To some extent, these risks are inherent in the TU/e community, says Vliex. “Our organization's great strength is that it is staffed by very driven people. Who are often inclined to push on without taking a break.”
Problems with arms, neck, shoulders and back often arise because after a while our posture becomes cramped without our noticing. This creates blockages in the body that hinder the circulation of oxygen, nutrients and body toxins. Added to which, in the current situation most people are probably experiencing (added) stress. This causes the body to produce more toxins and the likelihood of problems then increases. “Actually you should set an alarm to go off every half hour. A trigger to leave your work space for five minutes to take an active break. Go into the garden, or do stretching exercises on your balcony,” advises Vliex.

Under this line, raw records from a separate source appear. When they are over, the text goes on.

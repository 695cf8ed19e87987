//! Settings error types.

/// Error raised while reading or parsing settings files.
#[derive(Debug, Clone, derive_more::Display, derive_more::Error)]
#[display("Configuration Error: {} at line {} in {}", message, line, file)]
pub struct ConfigError {
    /// Error message
    pub message: String,
    /// Line number where the error occurred
    pub line: u32,
    /// File where the error occurred
    pub file: &'static str,
}

impl ConfigError {
    /// Create a new ConfigError with the given message at the current location.
    ///
    /// # Examples
    ///
    /// ```
    /// use cirrus_error::ConfigError;
    ///
    /// let err = ConfigError::new("Failed to parse cirrus.toml");
    /// assert!(err.message.contains("cirrus.toml"));
    /// ```
    #[track_caller]
    pub fn new(message: impl Into<String>) -> Self {
        let location = std::panic::Location::caller();
        Self {
            message: message.into(),
            line: location.line(),
            file: location.file(),
        }
    }
}
//! The owning record, as seen by the storage layer.

use crate::UploadOutcome;
use chrono::{DateTime, Utc};
use serde::{Deserialize, Serialize};

/// Identifier of the record that owns a stored object.
pub type RecordId = u64;

/// Accessors the storage layer needs on the host's attachment record.
///
/// Cirrus never talks to the record store directly; the host implements this
/// trait on its own model and persists whatever [`apply_upload`] writes.
///
/// [`apply_upload`]: AttachmentRecord::apply_upload
pub trait AttachmentRecord {
    /// Stable identifier of the record.
    fn id(&self) -> RecordId;

    /// Creation time, which selects the `YYYY/MM` partition of the physical key.
    fn created_at(&self) -> DateTime<Utc>;

    /// Original filename supplied by the uploader.
    fn filename(&self) -> &str;

    /// Directory of a local object relative to the storage root.
    fn disk_directory(&self) -> Option<&str>;

    /// Encoded key, empty until the first upload completes.
    fn encoded_key(&self) -> &str;

    /// Content type supplied by the uploader or inferred at upload.
    fn content_type(&self) -> &str;

    /// Hex SHA-256 of the content, empty until uploaded.
    fn content_hash(&self) -> &str;

    /// Size of the content in bytes.
    fn size(&self) -> u64;

    /// Write the fields produced by a completed upload.
    fn apply_upload(&mut self, outcome: &UploadOutcome);
}

/// Plain attachment record.
///
/// Useful for hosts without their own model and for tests.
#[derive(Debug, Clone, PartialEq, Eq, Serialize, Deserialize)]
pub struct StoredObject {
    /// Stable identifier of the record
    pub id: RecordId,
    /// Original filename
    pub filename: String,
    /// Creation timestamp
    pub created_at: DateTime<Utc>,
    /// Encoded key written at upload
    #[serde(default)]
    pub encoded_key: String,
    /// Local directory relative to the storage root
    #[serde(default)]
    pub disk_directory: Option<String>,
    /// SHA-256 hex digest
    #[serde(default)]
    pub content_hash: String,
    /// Size in bytes
    #[serde(default)]
    pub size: u64,
    /// MIME type, empty when unknown
    #[serde(default)]
    pub content_type: String,
}

impl StoredObject {
    /// New record that has not been uploaded yet.
    pub fn new(id: RecordId, filename: impl Into<String>, created_at: DateTime<Utc>) -> Self {
        Self {
            id,
            filename: filename.into(),
            created_at,
            encoded_key: String::new(),
            disk_directory: None,
            content_hash: String::new(),
            size: 0,
            content_type: String::new(),
        }
    }

    /// Record for an object already stored under `encoded_key`.
    pub fn with_encoded_key(mut self, encoded_key: impl Into<String>) -> Self {
        self.encoded_key = encoded_key.into();
        self
    }

    /// Set the local directory.
    pub fn with_disk_directory(mut self, directory: impl Into<String>) -> Self {
        self.disk_directory = Some(directory.into());
        self
    }

    /// Set the uploader-supplied content type.
    pub fn with_content_type(mut self, content_type: impl Into<String>) -> Self {
        self.content_type = content_type.into();
        self
    }
}

impl AttachmentRecord for StoredObject {
    fn id(&self) -> RecordId {
        self.id
    }

    fn created_at(&self) -> DateTime<Utc> {
        self.created_at
    }

    fn filename(&self) -> &str {
        &self.filename
    }

    fn disk_directory(&self) -> Option<&str> {
        self.disk_directory.as_deref()
    }

    fn encoded_key(&self) -> &str {
        &self.encoded_key
    }

    fn content_type(&self) -> &str {
        &self.content_type
    }

    fn content_hash(&self) -> &str {
        &self.content_hash
    }

    fn size(&self) -> u64 {
        self.size
    }

    fn apply_upload(&mut self, outcome: &UploadOutcome) {
        self.encoded_key = outcome.encoded_key().clone();
        self.disk_directory = Some(outcome.disk_directory().clone());
        self.content_hash = outcome.content_hash().clone();
        self.size = *outcome.size();
        self.content_type = outcome.content_type().clone();
    }
}
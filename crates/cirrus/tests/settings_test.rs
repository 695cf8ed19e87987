//! Tests for settings files and the registry they build.

use cirrus::{BackendKind, CirrusSettings, StorageErrorKind};
use std::io::Write;

#[tokio::test]
async fn test_settings_file_builds_registry() {
    let mut file = tempfile::Builder::new().suffix(".toml").tempfile().unwrap();
    writeln!(
        file,
        r#"
storage = "azure"

[local]
root = "/srv/cirrus/files"

[timeouts]
request_secs = 5

[azure]
account_name = "cirrusacct"
"#
    )
    .unwrap();

    let settings = CirrusSettings::from_file(file.path()).unwrap();
    assert_eq!(*settings.storage(), BackendKind::Azure);
    assert_eq!(*settings.timeouts().request_secs(), 5);
    assert_eq!(*settings.timeouts().connect_secs(), 10);

    let registry = settings.registry();
    assert_eq!(registry.selected(), BackendKind::Azure);
    assert_eq!(registry.local_root(), std::path::Path::new("/srv/cirrus/files"));

    // The block exists but lacks its container.
    assert!(registry.get_config(BackendKind::Azure).is_ok());
    let err = registry.get_client(BackendKind::Azure).await.unwrap_err();
    assert!(matches!(
        err.storage_kind(),
        Some(StorageErrorKind::Configuration(_))
    ));
}

#[test]
fn test_missing_file_is_config_error() {
    let err = CirrusSettings::from_file("/nonexistent/cirrus.toml").unwrap_err();
    assert!(err.storage_kind().is_none());
    assert!(err.to_string().contains("Configuration Error"));
}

As well as the exercises and information provided by AMVS, it is also worth taking a look at the videos the Student Sports Centre is making for home workouts, Vliex recommends. “Initiatives like this typify this organization's added value: everyone contributes their own little bit of expertise. The net result is that together we can do this.”
He emphasizes that self-discipline makes the difference between failure and success. “People must set up their work space as best they can using the resources to hand, they must watch their own behavior in terms of taking breaks closely, listen to their body, and at the first sign of symptoms, take appropriate action.”
He knows from experience that it is difficult to take a break when you are deep in concentration. “That's when you ignore your body's signals. It is always the biggest challenge.”
Vliex concludes by giving not only some extra tips for working from home safely and over the longer term but also five top tips for homeworkers:
1: Listen to your body.
2: Take a break every half hour and move around to get the blood flowing.
3: Make sure you do things that lower stress: enjoy what you have together. Being at home together provides a healthy basis.
4: Be kind to each other and tolerant.
- 5: Go outside if you can: sunshine boosts your energy!